A top UN official has said over 600,000 people are under evacuation orders in southern Gaza amid the ongoing clash between Hamas members and Israel military.
“There is nowhere to go as shelters, including @UNRWA, are beyond & over their capacity,” he said.
The situation for Gazans is “getting worse by the hour”, the UN health agency WHO said on Tuesday (December 5, 2023), after some of the heaviest Israeli shelling in the enclave since Hamas militants massacred some 1,200 people in southern Israel and took around 240 hostages on 7 October.
Speaking from the southern city of Rafah, Dr. Rick Peeperkorn, World Health Organization (WHO) Representative on the Occupied Palestinian Territory, reported further bloodshed after the resumption of Israeli bombing last Friday.
“The situation is getting worse by the hour,” Peeperkorn told journalists in Geneva via video link. “I mean…there’s intensified bombing going on all around and including here in the southern areas, Khan Younis and even in Rafah.”

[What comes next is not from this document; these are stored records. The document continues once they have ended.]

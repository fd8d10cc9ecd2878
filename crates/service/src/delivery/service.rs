use std::sync::Arc;

use tracing::{info, instrument};

use super::domain::{DeliveryInput, DeliveryView};
use super::repository::DeliveryRepository;
use crate::errors::ServiceError;
use crate::ids::parse_id;

const RESOURCE: &str = "delivery";

pub struct DeliveryService<R: DeliveryRepository + ?Sized> {
    repo: Arc<R>,
}

impl<R: DeliveryRepository + ?Sized> DeliveryService<R> {
    pub fn new(repo: Arc<R>) -> Self { Self { repo } }

    #[instrument(skip(self))]
    pub async fn list(&self) -> Result<Vec<DeliveryView>, ServiceError> {
        let rows = self.repo.list().await?;
        common::metrics::record_crud(RESOURCE, "list");
        Ok(rows)
    }

    #[instrument(skip(self))]
    pub async fn get(&self, id: &str) -> Result<DeliveryView, ServiceError> {
        let id = parse_id(id, RESOURCE)?;
        let row = self.repo.get(id).await?.ok_or_else(|| ServiceError::not_found("Delivery", id))?;
        common::metrics::record_crud(RESOURCE, "get");
        Ok(row)
    }

    #[instrument(skip(self, input))]
    pub async fn create(&self, input: DeliveryInput) -> Result<DeliveryView, ServiceError> {
        let new = input.into_new()?;
        if self.repo.company_name_taken(&new.company_name, None).await? {
            return Err(ServiceError::Duplicate("Duplicate company name".into()));
        }
        let created = self.repo.insert(new).await?;
        common::metrics::record_crud(RESOURCE, "create");
        info!(delivery_id = %created.id, company_name = %created.company_name, "delivery created");
        Ok(created)
    }

    #[instrument(skip(self, input))]
    pub async fn update(&self, id: &str, input: DeliveryInput) -> Result<DeliveryView, ServiceError> {
        let id = parse_id(id, RESOURCE)?;
        if self.repo.get(id).await?.is_none() {
            return Err(ServiceError::not_found("Delivery", id));
        }
        let changes = input.into_changes()?;
        if let Some(name) = &changes.company_name {
            if self.repo.company_name_taken(name, Some(id)).await? {
                return Err(ServiceError::Duplicate("Duplicate company name".into()));
            }
        }
        let updated = self
            .repo
            .update(id, changes)
            .await?
            .ok_or_else(|| ServiceError::not_found("Delivery", id))?;
        common::metrics::record_crud(RESOURCE, "update");
        info!(delivery_id = %updated.id, "delivery updated");
        Ok(updated)
    }

    /// Removes the delivery plus its scheduled products; returns the delivery as it was.
    #[instrument(skip(self))]
    pub async fn delete(&self, id: &str) -> Result<DeliveryView, ServiceError> {
        let id = parse_id(id, RESOURCE)?;
        let existing = self.repo.get(id).await?.ok_or_else(|| ServiceError::not_found("Delivery", id))?;
        let products_removed = self.repo.delete_cascade(id).await?;
        common::metrics::record_crud(RESOURCE, "delete");
        info!(delivery_id = %id, products_removed, "delivery deleted");
        Ok(existing)
    }
}

#[cfg(test)]
mod tests {
    use super::*;
    use crate::delivery::repository::mock::MockDeliveryRepository;
    use chrono::DateTime;
    use models::enums::Status;
    use uuid::Uuid;

    fn input(product: Uuid, name: &str) -> DeliveryInput {
        DeliveryInput {
            product: Some(product.to_string()),
            company_name: Some(name.into()),
            date: Some(DateTime::parse_from_rfc3339("2024-05-01T08:00:00+00:00").unwrap()),
            price: Some(99.0),
            status: None,
            quantity: Some(2),
        }
    }

    fn setup() -> (Arc<MockDeliveryRepository>, DeliveryService<MockDeliveryRepository>) {
        let repo = Arc::new(MockDeliveryRepository::default());
        (repo.clone(), DeliveryService::new(repo))
    }

    #[tokio::test]
    async fn create_populates_product_and_lists_newest_first() {
        let (repo, svc) = setup();
        let pid = repo.add_product("Rice 25kg");
        let first = svc.create(input(pid, "Acme")).await.unwrap();
        let second = svc.create(input(pid, "Globex")).await.unwrap();
        assert_eq!(first.product.as_ref().map(|p| p.product_name.as_str()), Some("Rice 25kg"));
        assert_eq!(first.status, Status::Pending);

        let ids: Vec<Uuid> = svc.list().await.unwrap().iter().map(|d| d.id).collect();
        assert_eq!(ids, vec![second.id, first.id]);
    }

    #[tokio::test]
    async fn duplicate_company_name_is_case_insensitive() {
        let (repo, svc) = setup();
        let pid = repo.add_product("Rice");
        svc.create(input(pid, "Acme Freight")).await.unwrap();
        let err = svc.create(input(pid, "ACME freight")).await.unwrap_err();
        assert!(matches!(err, ServiceError::Duplicate(_)));
        assert_eq!(err.to_string(), "Duplicate company name");
    }

    #[tokio::test]
    async fn update_allows_own_name_but_not_another() {
        let (repo, svc) = setup();
        let pid = repo.add_product("Rice");
        let a = svc.create(input(pid, "Acme")).await.unwrap();
        svc.create(input(pid, "Globex")).await.unwrap();

        let same = DeliveryInput { company_name: Some("acme".into()), status: Some(Status::Completed), ..Default::default() };
        let updated = svc.update(&a.id.to_string(), same).await.unwrap();
        assert_eq!(updated.company_name, "acme");
        assert_eq!(updated.status, Status::Completed);

        let clash = DeliveryInput { company_name: Some("GLOBEX".into()), ..Default::default() };
        let err = svc.update(&a.id.to_string(), clash).await.unwrap_err();
        assert!(matches!(err, ServiceError::Duplicate(_)));
    }

    #[tokio::test]
    async fn invalid_and_missing_ids() {
        let (_, svc) = setup();
        let err = svc.get("not-a-uuid").await.unwrap_err();
        assert_eq!(err.to_string(), "Invalid delivery ID: not-a-uuid");

        let missing = Uuid::new_v4();
        let err = svc.delete(&missing.to_string()).await.unwrap_err();
        assert!(matches!(err, ServiceError::NotFound(_)));
        assert_eq!(err.to_string(), format!("Delivery not found with ID: {}", missing));
    }

    #[tokio::test]
    async fn delete_removes_scheduled_products_and_returns_delivery() {
        let (repo, svc) = setup();
        let pid = repo.add_product("Rice");
        let extra = repo.add_product("Beans");
        let d = svc.create(input(pid, "Acme")).await.unwrap();
        repo.schedule_product(extra, d.id);

        let removed = svc.delete(&d.id.to_string()).await.unwrap();
        assert_eq!(removed.id, d.id);
        assert_eq!(repo.product_count(), 1);
        assert!(svc.get(&d.id.to_string()).await.is_err());
    }
}
//! Resolution of reference columns into the small projections embedded in
//! API payloads. Each loader issues one `IN (...)` query for a batch of rows.

use std::collections::{HashMap, HashSet};

use models::product::ProductImages;
use models::{product, user};
use sea_orm::{ColumnTrait, DatabaseConnection, EntityTrait, FromQueryResult, QueryFilter, QuerySelect};
use serde::{Deserialize, Serialize};
use uuid::Uuid;

use crate::errors::ServiceError;

/// `user` populated with `name` only.
#[derive(Clone, Debug, PartialEq, Serialize, Deserialize, FromQueryResult)]
pub struct UserRef {
    pub id: Uuid,
    pub name: String,
}

/// Notification target of a user.
#[derive(Clone, Debug, PartialEq, Serialize, Deserialize, FromQueryResult)]
pub struct UserContact {
    pub id: Uuid,
    pub name: String,
    pub email: String,
}

/// `product` populated with `product_name` only.
#[derive(Clone, Debug, PartialEq, Serialize, Deserialize, FromQueryResult)]
pub struct ProductRef {
    pub id: Uuid,
    pub product_name: String,
}

/// `product` populated with `product_name` and `image`.
#[derive(Clone, Debug, PartialEq, Serialize, Deserialize, FromQueryResult)]
pub struct ProductCard {
    pub id: Uuid,
    pub product_name: String,
    pub image: ProductImages,
}

fn distinct(ids: impl IntoIterator<Item = Uuid>) -> Vec<Uuid> {
    let mut seen = HashSet::new();
    ids.into_iter().filter(|id| seen.insert(*id)).collect()
}

pub async fn user_refs(
    db: &DatabaseConnection,
    ids: impl IntoIterator<Item = Uuid>,
) -> Result<HashMap<Uuid, UserRef>, ServiceError> {
    let ids = distinct(ids);
    if ids.is_empty() {
        return Ok(HashMap::new());
    }
    let rows = user::Entity::find()
        .select_only()
        .column(user::Column::Id)
        .column(user::Column::Name)
        .filter(user::Column::Id.is_in(ids))
        .into_model::<UserRef>()
        .all(db)
        .await?;
    Ok(rows.into_iter().map(|r| (r.id, r)).collect())
}

pub async fn user_contact(db: &DatabaseConnection, id: Uuid) -> Result<Option<UserContact>, ServiceError> {
    let row = user::Entity::find_by_id(id)
        .select_only()
        .column(user::Column::Id)
        .column(user::Column::Name)
        .column(user::Column::Email)
        .into_model::<UserContact>()
        .one(db)
        .await?;
    Ok(row)
}

pub async fn product_refs(
    db: &DatabaseConnection,
    ids: impl IntoIterator<Item = Uuid>,
) -> Result<HashMap<Uuid, ProductRef>, ServiceError> {
    let ids = distinct(ids);
    if ids.is_empty() {
        return Ok(HashMap::new());
    }
    let rows = product::Entity::find()
        .select_only()
        .column(product::Column::Id)
        .column(product::Column::ProductName)
        .filter(product::Column::Id.is_in(ids))
        .into_model::<ProductRef>()
        .all(db)
        .await?;
    Ok(rows.into_iter().map(|r| (r.id, r)).collect())
}

pub async fn product_cards(
    db: &DatabaseConnection,
    ids: impl IntoIterator<Item = Uuid>,
) -> Result<HashMap<Uuid, ProductCard>, ServiceError> {
    let ids = distinct(ids);
    if ids.is_empty() {
        return Ok(HashMap::new());
    }
    let rows = product::Entity::find()
        .select_only()
        .column(product::Column::Id)
        .column(product::Column::ProductName)
        .column(product::Column::Image)
        .filter(product::Column::Id.is_in(ids))
        .into_model::<ProductCard>()
        .all(db)
        .await?;
    Ok(rows.into_iter().map(|r| (r.id, r)).collect())
}

/// Keep the referenced order and drop references whose target is gone.
pub fn ordered_cards(ids: &[Uuid], cards: &HashMap<Uuid, ProductCard>) -> Vec<ProductCard> {
    ids.iter().filter_map(|id| cards.get(id).cloned()).collect()
}

#[cfg(test)]
mod tests {
    use super::*;

    #[test]
    fn distinct_keeps_first_occurrence_order() {
        let a = Uuid::new_v4();
        let b = Uuid::new_v4();
        assert_eq!(distinct([a, b, a, b]), vec![a, b]);
    }

    #[test]
    fn ordered_cards_skips_missing_targets() {
        let a = Uuid::new_v4();
        let b = Uuid::new_v4();
        let gone = Uuid::new_v4();
        let mut cards = HashMap::new();
        cards.insert(a, ProductCard { id: a, product_name: "A".into(), image: ProductImages::default() });
        cards.insert(b, ProductCard { id: b, product_name: "B".into(), image: ProductImages::default() });
        let out = ordered_cards(&[b, gone, a], &cards);
        assert_eq!(out.iter().map(|c| c.product_name.as_str()).collect::<Vec<_>>(), vec!["B", "A"]);
    }
}
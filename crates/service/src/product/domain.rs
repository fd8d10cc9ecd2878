use chrono::{DateTime, FixedOffset};
use models::enums::Variant;
use models::product::{self, NewProduct, ProductImage};
use serde::{Deserialize, Serialize};
use uuid::Uuid;

use crate::errors::ServiceError;
use crate::ids::parse_id;
use crate::populate::UserRef;

#[derive(Debug, Clone, PartialEq, Serialize, Deserialize)]
pub struct ProductView {
    pub id: Uuid,
    pub user: Option<UserRef>,
    pub product_name: String,
    #[serde(rename = "type")]
    pub product_type: String,
    pub class: String,
    pub variant: Variant,
    pub image: Vec<ProductImage>,
    pub schedule: Option<Uuid>,
    pub created_at: DateTime<FixedOffset>,
    pub updated_at: DateTime<FixedOffset>,
}

impl ProductView {
    pub fn from_model(m: product::Model, user: Option<UserRef>) -> Self {
        Self {
            id: m.id,
            user,
            product_name: m.product_name,
            product_type: m.product_type,
            class: m.class,
            variant: m.variant,
            image: m.image.0,
            schedule: m.schedule_id,
            created_at: m.created_at,
            updated_at: m.updated_at,
        }
    }
}

#[derive(Debug, Clone, Default, Serialize, Deserialize)]
pub struct ProductInput {
    pub user: Option<String>,
    pub product_name: Option<String>,
    #[serde(rename = "type")]
    pub product_type: Option<String>,
    pub class: Option<String>,
    pub variant: Option<Variant>,
    pub image: Option<Vec<ProductImage>>,
    /// Delivery id the product is scheduled on.
    pub schedule: Option<String>,
}

#[derive(Debug, Clone, Default, PartialEq)]
pub struct ProductChanges {
    pub user_id: Option<Uuid>,
    pub product_name: Option<String>,
    pub product_type: Option<String>,
    pub class: Option<String>,
    pub variant: Option<Variant>,
    pub image: Option<Vec<ProductImage>>,
    pub schedule_id: Option<Uuid>,
}

fn non_blank(value: Option<String>, message: &str) -> Result<Option<String>, ServiceError> {
    match value.map(|v| v.trim().to_string()) {
        Some(v) if v.is_empty() => Err(ServiceError::Validation(message.into())),
        other => Ok(other),
    }
}

impl ProductInput {
    pub fn into_new(self) -> Result<NewProduct, ServiceError> {
        let user_id = match self.user.as_deref() {
            Some(raw) => parse_id(raw, "user")?,
            None => return Err(ServiceError::Validation("Please enter a user".into())),
        };
        let new = NewProduct {
            user_id,
            product_name: self.product_name.unwrap_or_default().trim().to_string(),
            product_type: self.product_type.unwrap_or_default().trim().to_string(),
            class: self.class.unwrap_or_default().trim().to_string(),
            variant: self.variant.unwrap_or_default(),
            image: self.image.unwrap_or_default(),
            schedule_id: self.schedule.as_deref().map(|raw| parse_id(raw, "delivery")).transpose()?,
        };
        new.validate()?;
        Ok(new)
    }

    pub fn into_changes(self) -> Result<ProductChanges, ServiceError> {
        let product_name = match self.product_name {
            Some(name) => {
                let name = name.trim().to_string();
                product::validate_product_name(&name)?;
                Some(name)
            }
            None => None,
        };
        if let Some(images) = &self.image {
            product::validate_images(images)?;
        }
        Ok(ProductChanges {
            user_id: self.user.as_deref().map(|raw| parse_id(raw, "user")).transpose()?,
            product_name,
            product_type: non_blank(self.product_type, "Please enter a type of your product")?,
            class: non_blank(self.class, "Please enter a class of your product")?,
            variant: self.variant,
            image: self.image,
            schedule_id: self.schedule.as_deref().map(|raw| parse_id(raw, "delivery")).transpose()?,
        })
    }
}

#[cfg(test)]
mod tests {
    use super::*;

    #[test]
    fn type_field_uses_wire_name() {
        let input: ProductInput = serde_json::from_value(serde_json::json!({
            "user": Uuid::new_v4().to_string(),
            "product_name": "Rice",
            "type": "Grain",
            "class": "A",
        }))
        .unwrap();
        let new = input.into_new().unwrap();
        assert_eq!(new.product_type, "Grain");
        assert_eq!(new.variant, Variant::Local);
        assert!(new.image.is_empty());
    }

    #[test]
    fn blank_class_on_update_is_rejected() {
        let err = ProductInput { class: Some("  ".into()), ..Default::default() }.into_changes().unwrap_err();
        assert_eq!(err.to_string(), "Please enter a class of your product");
    }
}
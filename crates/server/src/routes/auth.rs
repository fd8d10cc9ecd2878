use std::sync::Arc;

use axum::{
    extract::{Request, State},
    http::{header, Method},
    middleware::Next,
    response::Response,
    Json,
};
use axum_extra::extract::cookie::{Cookie, CookieJar, SameSite};
use models::enums::Role;
use sea_orm::DatabaseConnection;
use serde_json::Value;
use tracing::{info, warn};

use service::auth::domain::{AuthSession, AuthUser, Claims, LoginInput, NewUserInput, RegisterInput};
use service::auth::repo::seaorm::SeaOrmAuthRepository;
use service::auth::repository::AuthRepository;
use service::auth::{AuthConfig, AuthService};
use service::delivery::{repo::seaorm::SeaOrmDeliveryRepository, repository::DeliveryRepository, DeliveryService};
use service::notify::Mailer;
use service::product::{repo::seaorm::SeaOrmProductRepository, repository::ProductRepository, ProductService};
use service::transaction::{repo::seaorm::SeaOrmTransactionRepository, repository::TransactionRepository, TransactionService};

use crate::errors::JsonApiError;
use crate::response::{self, ApiResult};
use crate::validation::{parse_body, require_fields, ApiJson};

pub const AUTH_COOKIE: &str = "auth_token";

/// Shared handler state; every service sits behind its repository trait object.
#[derive(Clone)]
pub struct ServerState {
    pub auth: Arc<AuthService<dyn AuthRepository>>,
    pub deliveries: Arc<DeliveryService<dyn DeliveryRepository>>,
    pub transactions: Arc<TransactionService<dyn TransactionRepository, dyn Mailer>>,
    pub products: Arc<ProductService<dyn ProductRepository>>,
}

impl ServerState {
    pub fn from_repositories(
        auth_repo: Arc<dyn AuthRepository>,
        auth_cfg: AuthConfig,
        deliveries: Arc<dyn DeliveryRepository>,
        transactions: Arc<dyn TransactionRepository>,
        products: Arc<dyn ProductRepository>,
        mailer: Arc<dyn Mailer>,
    ) -> Self {
        Self {
            auth: Arc::new(AuthService::new(auth_repo, auth_cfg)),
            deliveries: Arc::new(DeliveryService::new(deliveries)),
            transactions: Arc::new(TransactionService::new(transactions, mailer)),
            products: Arc::new(ProductService::new(products)),
        }
    }

    /// Wire the SeaORM repositories over one pool.
    pub fn from_db(db: DatabaseConnection, auth_cfg: AuthConfig, mailer: Arc<dyn Mailer>) -> Self {
        Self::from_repositories(
            Arc::new(SeaOrmAuthRepository { db: db.clone() }),
            auth_cfg,
            Arc::new(SeaOrmDeliveryRepository { db: db.clone() }),
            Arc::new(SeaOrmTransactionRepository { db: db.clone() }),
            Arc::new(SeaOrmProductRepository { db }),
            mailer,
        )
    }
}

fn session_cookie(token: String) -> Cookie<'static> {
    let mut cookie = Cookie::new(AUTH_COOKIE, token);
    cookie.set_path("/");
    cookie.set_http_only(true);
    cookie.set_secure(false);
    cookie.set_same_site(SameSite::Lax);
    cookie
}

#[utoipa::path(post, path = "/api/v1/register", tag = "auth", request_body = crate::openapi::RegisterRequest,
    responses((status = 201, description = "Registered"), (status = 400, description = "Bad Request"), (status = 409, description = "Conflict")))]
pub async fn register(State(state): State<ServerState>, ApiJson(body): ApiJson<Value>) -> ApiResult<AuthUser> {
    require_fields(&body, &["name", "email", "password"])?;
    let input: RegisterInput = parse_body(body)?;
    let user = state.auth.register(input).await?;
    response::created(format!("User {} with ID {} is registered", user.name, user.id), user)
}

#[utoipa::path(post, path = "/api/v1/login", tag = "auth", request_body = crate::openapi::LoginRequest,
    responses((status = 200, description = "Logged In"), (status = 401, description = "Unauthorized")))]
pub async fn login(
    State(state): State<ServerState>,
    jar: CookieJar,
    ApiJson(body): ApiJson<Value>,
) -> Result<(CookieJar, Json<response::ApiResponse<AuthSession>>), JsonApiError> {
    require_fields(&body, &["email", "password"])?;
    let input: LoginInput = parse_body(body)?;
    let session = state.auth.login(input).await?;
    let jar = jar.add(session_cookie(session.token.clone()));
    let (_, envelope) = response::ok(format!("User {} is logged in", session.user.name), session)?;
    Ok((jar, envelope))
}

#[utoipa::path(post, path = "/api/v1/logout", tag = "auth", responses((status = 200, description = "Logged Out")))]
pub async fn logout(jar: CookieJar) -> (CookieJar, Json<response::ApiResponse<Option<()>>>) {
    let jar = jar.remove(Cookie::build(AUTH_COOKIE).path("/"));
    let body = response::ApiResponse { success: true, message: "Logged out".into(), data: None };
    (jar, Json(body))
}

#[utoipa::path(get, path = "/api/v1/users", tag = "auth", responses((status = 200, description = "OK"), (status = 403, description = "Forbidden")))]
pub async fn list_users(State(state): State<ServerState>) -> ApiResult<Vec<AuthUser>> {
    let users = state.auth.list_users().await?;
    response::ok(format!("{} users retrieved", users.len()), users)
}

#[utoipa::path(post, path = "/api/v1/users", tag = "auth", request_body = crate::openapi::NewUserRequest,
    responses((status = 201, description = "Created"), (status = 409, description = "Conflict")))]
pub async fn create_user(State(state): State<ServerState>, ApiJson(body): ApiJson<Value>) -> ApiResult<AuthUser> {
    require_fields(&body, &["name", "email", "password", "role"])?;
    let input: NewUserInput = parse_body(body)?;
    let user = state.auth.create_user(input).await?;
    response::created(format!("Created new User {} with an ID {}", user.name, user.id), user)
}

fn bearer_or_cookie(req: &Request) -> Result<String, JsonApiError> {
    if let Some(h) = req.headers().get(header::AUTHORIZATION).and_then(|v| v.to_str().ok()) {
        return match h.strip_prefix("Bearer ") {
            Some(t) if !t.trim().is_empty() => Ok(t.trim().to_string()),
            _ => {
                warn!(path = %req.uri().path(), "invalid Authorization format (expect Bearer)");
                Err(JsonApiError::unauthorized("Invalid Authorization header"))
            }
        };
    }
    // Cookie fallback
    let cookie_header = req.headers().get(header::COOKIE).and_then(|v| v.to_str().ok()).unwrap_or("");
    cookie_header
        .split(';')
        .filter_map(|part| part.trim().strip_prefix("auth_token="))
        .find(|t| !t.is_empty())
        .map(str::to_string)
        .ok_or_else(|| {
            warn!(path = %req.uri().path(), "missing Authorization header and auth_token cookie");
            JsonApiError::unauthorized("Please log in to access this resource")
        })
}

/// Verify the bearer token (header or `auth_token` cookie) and stash its claims on the request.
pub async fn require_bearer_token_state(
    State(state): State<ServerState>,
    mut req: Request,
    next: Next,
) -> Result<Response, JsonApiError> {
    if req.method() == Method::OPTIONS {
        return Ok(next.run(req).await);
    }
    let token = bearer_or_cookie(&req)?;
    let claims = state.auth.verify_token(&token).map_err(|e| {
        warn!(path = %req.uri().path(), err = %e, "token validation failed");
        JsonApiError::unauthorized("Invalid or expired token")
    })?;
    req.extensions_mut().insert(claims);
    Ok(next.run(req).await)
}

/// Allow the request only when the verified role is one of `roles`.
pub async fn authorize_roles(
    State(roles): State<&'static [Role]>,
    req: Request,
    next: Next,
) -> Result<Response, JsonApiError> {
    let claims = req
        .extensions()
        .get::<Claims>()
        .ok_or_else(|| JsonApiError::unauthorized("Please log in to access this resource"))?;
    if !roles.contains(&claims.role) {
        info!(user_id = %claims.sub, role = claims.role.as_str(), path = %req.uri().path(), "role rejected");
        return Err(JsonApiError::forbidden(format!(
            "Role ({}) is not allowed to access this resource",
            claims.role.as_str()
        )));
    }
    Ok(next.run(req).await)
}
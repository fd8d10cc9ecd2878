use thiserror::Error;

/// Business errors for auth workflows
#[derive(Debug, Error)]
pub enum AuthError {
    #[error("{0}")]
    Validation(String),
    #[error("user already exists")]
    Conflict,
    #[error("user not found")]
    NotFound,
    #[error("invalid credentials")]
    Unauthorized,
    #[error("missing authentication token")]
    MissingToken,
    #[error("insufficient role")]
    Forbidden,
    #[error("hashing error: {0}")]
    HashError(String),
    #[error("token error: {0}")]
    TokenError(String),
    #[error("repository error: {0}")]
    Repository(String),
}

impl AuthError {
    /// Stable numeric code for external mapping/logging
    pub fn code(&self) -> u16 {
        match self {
            AuthError::Validation(_) => 1001,
            AuthError::Conflict => 1002,
            AuthError::NotFound => 1003,
            AuthError::Unauthorized => 1004,
            AuthError::MissingToken => 1005,
            AuthError::Forbidden => 1006,
            AuthError::HashError(_) => 1101,
            AuthError::TokenError(_) => 1102,
            AuthError::Repository(_) => 1200,
        }
    }
}

impl From<models::errors::ModelError> for AuthError {
    fn from(e: models::errors::ModelError) -> Self {
        match e {
            models::errors::ModelError::Validation(msg) => AuthError::Validation(msg),
            models::errors::ModelError::Db(msg) => AuthError::Repository(msg),
        }
    }
}
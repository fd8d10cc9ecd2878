//! Deliveries: scheduled shipments of a product by a carrier company.

pub mod domain;
pub mod repository;
pub mod service;
pub mod repo;

pub use service::DeliveryService;
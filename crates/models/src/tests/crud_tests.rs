use anyhow::Result;
use chrono::Utc;
use sea_orm::{ActiveModelTrait, ColumnTrait, EntityTrait, QueryFilter, Set};
use uuid::Uuid;

use super::setup_test_db;
use crate::enums::{Role, Status, Variant};
use crate::product::{NewProduct, ProductImage};
use crate::{comment, delivery, product, transaction, user};

fn unique_email() -> String { format!("crud_{}@example.com", Uuid::new_v4()) }

/// Create a user, a scheduled product and a delivery, then update and remove them
#[tokio::test]
async fn test_product_and_delivery_crud() -> Result<()> {
    if std::env::var("SKIP_DB_TESTS").is_ok() {
        return Ok(());
    }
    let db = setup_test_db().await?;

    let owner = user::create(&db, "Crud Owner", &unique_email(), Role::Admin, "hash".into()).await?;
    assert_eq!(owner.role, Role::Admin);

    let p = product::create(&db, NewProduct {
        user_id: owner.id,
        product_name: "Cement".into(),
        product_type: "Material".into(),
        class: "B".into(),
        variant: Variant::International,
        image: vec![ProductImage { public_id: "img1".into(), url: "https://cdn/1.png".into(), originalname: "1.png".into() }],
        schedule_id: None,
    }).await?;
    assert_eq!(p.image.0.len(), 1);

    let d = delivery::create(&db, delivery::NewDelivery {
        product_id: p.id,
        company_name: format!("Co {}", &Uuid::new_v4().to_string()[..8]),
        date: Utc::now().into(),
        price: 99.5,
        status: Status::Pending,
        quantity: 4,
    }).await?;
    assert_eq!(d.status, Status::Pending);

    let mut am: delivery::ActiveModel = d.clone().into();
    am.status = Set(Status::Completed);
    let updated = am.update(&db).await?;
    assert_eq!(updated.status, Status::Completed);

    let mut pam: product::ActiveModel = p.clone().into();
    pam.schedule_id = Set(Some(d.id));
    pam.update(&db).await?;
    let scheduled = product::Entity::find().filter(product::Column::ScheduleId.eq(d.id)).all(&db).await?;
    assert_eq!(scheduled.len(), 1);

    delivery::Entity::delete_by_id(d.id).exec(&db).await?;
    product::Entity::delete_by_id(p.id).exec(&db).await?;
    user::Entity::delete_by_id(owner.id).exec(&db).await?;
    Ok(())
}

/// Transaction rows keep their product array order and comments hang off them
#[tokio::test]
async fn test_transaction_and_comment_crud() -> Result<()> {
    if std::env::var("SKIP_DB_TESTS").is_ok() {
        return Ok(());
    }
    let db = setup_test_db().await?;

    let buyer = user::create(&db, "Buyer", &unique_email(), Role::Customer, "hash".into()).await?;
    let ids = vec![Uuid::new_v4(), Uuid::new_v4()];
    let t = transaction::create(&db, transaction::NewTransaction {
        user_id: buyer.id,
        product_ids: ids.clone(),
        date: Utc::now().into(),
    }).await?;
    assert_eq!(t.status, Status::Pending);

    let found = transaction::Entity::find_by_id(t.id).one(&db).await?.expect("transaction");
    assert_eq!(found.product_ids, ids);

    comment::create(&db, t.id, buyer.id, "left at the gate").await?;
    assert!(comment::create(&db, t.id, buyer.id, "  ").await.is_err());
    let res = comment::Entity::delete_many().filter(comment::Column::TransactionId.eq(t.id)).exec(&db).await?;
    assert_eq!(res.rows_affected, 1);

    transaction::Entity::delete_by_id(t.id).exec(&db).await?;
    user::Entity::delete_by_id(buyer.id).exec(&db).await?;
    Ok(())
}

/// Emails are stored lower-cased and unique
#[tokio::test]
async fn test_user_email_unique() -> Result<()> {
    if std::env::var("SKIP_DB_TESTS").is_ok() {
        return Ok(());
    }
    let db = setup_test_db().await?;

    let email = unique_email();
    let u = user::create(&db, "Once", &email.to_uppercase(), Role::Employee, "hash".into()).await?;
    assert_eq!(u.email, email.to_lowercase());
    assert!(user::create(&db, "Twice", &email, Role::Employee, "hash".into()).await.is_err());

    user::Entity::delete_by_id(u.id).exec(&db).await?;
    Ok(())
}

The WHO medic noted that in the last couple of days there had also been “a vastly increasing number” of internally displaced people travelling from the Middle area “and even now the southern areas”, fearing for their lives.
Echoing those concerns, UN Children’s Fund spokesperson James Elder cited international humanitarian law that obliges militaries to “take all feasible measures” to protect civilians. It was not acceptable to unilaterally declare that they should go to “so-called safe zones”, he insisted, when these were in fact “sidewalks” or “half-built buildings” without water, shelter or sanitation.
“It’s not a safe zone if it’s only free from bombardment, as some zones have not been,” Elder said.
8 in 10 Gazans now homeless
According to the UN agency for Palestinian refugees, UNWRA, nearly 1.9 million people – more than 85 per cent of the population in Gaza – have been displaced across the Strip since 7 October.
Almost 1.2 million internally displaced persons have found shelter in 156 UNRWA installations across all five governorates of the Gaza Strip, including the North and Gaza City, the UN agency said.
It also confirmed that at least 19 additional colleagues had been killed during airstrikes, bringing the total to 130 since 7 October. “We are also in danger as we walk,” UNWRA said, quoting one of its counsellors, named only as Jehan. “Our lives are at a standstill…There is the smell of death here. But we’re determined to live.”